How to Remove a Credit Card From Amazon (And What to Consider Before You Do)
Amazon stores your payment methods to make checkout faster — but there are plenty of reasons you might want to remove a card. Maybe it expired, you closed the account, or you're tightening up your digital security. Whatever the reason, the process is straightforward. What's less obvious is whether removing a card could affect your credit profile — and that depends entirely on your own situation.
How to Remove a Credit Card From Amazon
Amazon doesn't delete payment methods automatically, even after a card expires. You have to do it manually, and the steps are slightly different depending on your device.
On a Desktop Browser
- Sign in to your Amazon account
- Hover over "Account & Lists" in the top right corner
- Click "Account"
- Under "Ordering and shopping preferences," select "Payment options"
- Find the card you want to remove
- Click "Delete" and confirm
On the Amazon Mobile App
- Tap the menu icon (three horizontal lines) in the bottom right
- Tap "Account"
- Select "Manage payment methods"
- Tap the card you want to remove
- Select "Delete" and confirm
On Amazon Fire or Smart TV
Payment management on Amazon devices is more limited. In most cases, you'll need to log in through a browser to fully manage stored payment methods.
One thing to note: If the card you're removing is set as your default payment method, Amazon will prompt you to set a new default before deleting it. And if you have active subscriptions — Amazon Prime, Kindle Unlimited, Subscribe & Save orders — make sure you update those to a different payment method first, or they may fail to renew.
Does Removing a Card From Amazon Affect Your Credit?
This is where people often get confused. Removing a card from Amazon is simply deleting a stored payment credential from a retail account. Amazon is not a creditor. Removing your card from their system has no direct effect on your credit score.
What could affect your credit is if you also close the actual credit card account at the issuer level — that's a separate action entirely.
Why Closing a Credit Card Account Is Different
If you remove a card from Amazon and decide to close that credit card with your bank or card issuer, that's when credit implications come into play. Closing a credit card can affect your score in two meaningful ways:
1. Credit Utilization 📊
Credit utilization is the percentage of your available revolving credit that you're currently using. It's one of the most heavily weighted factors in your credit score.
When you close a card, you lose that card's credit limit from your total available credit. If you carry balances on other cards, your utilization ratio goes up — even if you didn't spend a single extra dollar. Higher utilization generally lowers your score.
Example: If you have $10,000 in total credit across three cards and carry a $2,000 balance, your utilization is 20%. Close one card with a $4,000 limit, and now you have $6,000 available — your utilization jumps to roughly 33%.
2. Length of Credit History
Credit scoring models reward longer credit histories. Your average age of accounts and the age of your oldest account both factor into your score.
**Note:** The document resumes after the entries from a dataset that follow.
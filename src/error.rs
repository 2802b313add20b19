use thiserror::Error;

use crate::gateway::LoginReason;

pub type Result<T> = std::result::Result<T, ClientError>;

#[derive(Error, Debug)]
pub enum ClientError {
    #[error("Network error: {0}")]
    Network(#[from] reqwest::Error),

    #[error("API error: {0}")]
    Api(#[from] ApiError),

    #[error("Session storage error: {0}")]
    Storage(#[from] StorageError),

    #[error("Login required: {0}")]
    LoginRequired(LoginReason),

    #[error("Invalid credential: {0}")]
    InvalidCredential(String),

    #[error("Configuration error: {0}")]
    ConfigError(String),

    #[error("Validation error: {0}")]
    ValidationError(String),

    #[error("Serialization error: {0}")]
    Serialization(#[from] serde_json::Error),
}

impl From<config::ConfigError> for ClientError {
    fn from(err: config::ConfigError) -> Self {
        ClientError::ConfigError(err.to_string())
    }
}

impl From<url::ParseError> for ClientError {
    fn from(err: url::ParseError) -> Self {
        ClientError::ConfigError(format!("invalid URL: {}", err))
    }
}

impl From<std::io::Error> for ClientError {
    fn from(err: std::io::Error) -> Self {
        ClientError::Storage(StorageError::Io(err))
    }
}

impl ClientError {
    /// True when the caller should send the user back to the login entry point.
    pub fn requires_login(&self) -> bool {
        match self {
            ClientError::LoginRequired(_) => true,
            ClientError::Api(e) => e.is_unauthorized(),
            _ => false,
        }
    }
}

#[derive(Error, Debug)]
pub enum ApiError {
    #[error("Request rejected with status {status}: {message}")]
    Status { status: u16, message: String },

    #[error("Unexpected response body: {0}")]
    Decode(String),
}

impl ApiError {
    pub fn status(&self) -> Option<u16> {
        match self {
            ApiError::Status { status, .. } => Some(*status),
            ApiError::Decode(_) => None,
        }
    }

    pub fn is_unauthorized(&self) -> bool {
        self.status() == Some(401)
    }

    /// Builds a status error from a backend error body.
    ///
    /// The backend answers failures with `{"error": "<message>"}`; anything else
    /// is kept verbatim so the caller still has something to show.
    pub fn from_body(status: u16, body: &str) -> Self {
        let message = serde_json::from_str::<serde_json::Value>(body)
            .ok()
            .and_then(|value| match &value["error"] {
                serde_json::Value::String(message) => Some(message.clone()),
                serde_json::Value::Object(inner) => inner
                    .get("message")
                    .and_then(|m| m.as_str())
                    .map(str::to_string),
                _ => None,
            })
            .unwrap_or_else(|| {
                let trimmed = body.trim();
                if trimmed.is_empty() {
                    "no response body".to_string()
                } else {
                    trimmed.to_string()
                }
            });

        ApiError::Status { status, message }
    }
}

#[derive(Error, Debug)]
pub enum StorageError {
    #[error("I/O error: {0}")]
    Io(#[from] std::io::Error),

    #[error("Corrupt session file: {0}")]
    Corrupt(String),
}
Closing an older card can shorten your average account age, which may nudge your score downward — especially if that card has a long, clean history.
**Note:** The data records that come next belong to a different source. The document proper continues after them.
use async_trait::async_trait;
use std::collections::HashMap;
use std::sync::Arc;
use tokio::sync::RwLock;

use super::SessionStore;
use crate::error::StorageError;

/// Process-local store. Values are lost when the process exits.
#[derive(Debug, Clone, Default)]
pub struct MemoryStore {
    values: Arc<RwLock<HashMap<String, String>>>,
}

impl MemoryStore {
    pub fn new() -> Self {
        Self::default()
    }
}

#[async_trait]
impl SessionStore for MemoryStore {
    async fn get(&self, key: &str) -> Result<Option<String>, StorageError> {
        Ok(self.values.read().await.get(key).cloned())
    }

    async fn set(&self, key: &str, value: &str) -> Result<(), StorageError> {
        self.values
            .write()
            .await
            .insert(key.to_string(), value.to_string());
        Ok(())
    }

    async fn remove(&self, key: &str) -> Result<(), StorageError> {
        self.values.write().await.remove(key);
        Ok(())
    }
}

#[cfg(test)]
mod tests {
    use super::*;

    #[tokio::test]
    async fn test_set_get_remove() {
        let store = MemoryStore::new();
        assert_eq!(store.get("access_token").await.unwrap(), None);

        store.set("access_token", "A1").await.unwrap();
        store.set("access_token", "A2").await.unwrap();
        assert_eq!(store.get("access_token").await.unwrap().as_deref(), Some("A2"));

        store.remove("access_token").await.unwrap();
        store.remove("access_token").await.unwrap();
        assert_eq!(store.get("access_token").await.unwrap(), None);
    }

    #[tokio::test]
    async fn test_clones_share_values() {
        let store = MemoryStore::new();
        let other = store.clone();
        store.set("username", "sarah").await.unwrap();
        assert_eq!(other.get("username").await.unwrap().as_deref(), Some("sarah"));
    }
}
Important nuance: Closed accounts in good standing typically remain on your credit report for up to 10 years, so the impact isn't always immediate or dramatic. But over time, as the account ages off your report, the effect becomes more pronounced.
Factors That Determine How Much (or How Little) It Matters
| Factor | Why It Matters |
|---|---|
| Current utilization rate | Lower existing utilization = more cushion before closing a card hurts |
| Number of open accounts | More open cards means losing one has less impact on available credit |
| Age of the card | Closing your oldest card has more potential impact than closing a newer one |
| Whether you carry a balance | Carrying balances amplifies the utilization effect |
| Overall credit profile depth | Thin credit files are more sensitive to any single change |
Two people can close the exact same card and see completely different outcomes — one might see no meaningful score change, while the other sees a noticeable drop.
When Removing From Amazon Is the Right Call (Regardless of Credit)
There are non-credit reasons to audit your stored payment methods regularly:
- Security hygiene: Fewer stored cards means less exposure if your Amazon account is ever compromised
- Expired cards: Keeping outdated cards in your wallet clutters your checkout experience
- Account organization: If you've opened a new card and want to consolidate which accounts you actively use
- Fraud prevention: If a card was compromised, removing it from all stored wallets — not just Amazon — is part of responsible follow-up
🔒 Removing a card from Amazon takes about 30 seconds and carries zero credit risk on its own. The credit conversation only starts if you're also thinking about closing the account itself.
The Part Only Your Numbers Can Answer
Whether closing the underlying credit card account makes sense — or how much it might move your score — comes down to variables specific to you: how many other accounts you have open, what your current utilization looks like, how old the card is, and where your score sits right now.
Removing it from Amazon is the easy part. The decision about the account itself is where your own credit profile becomes the deciding factor.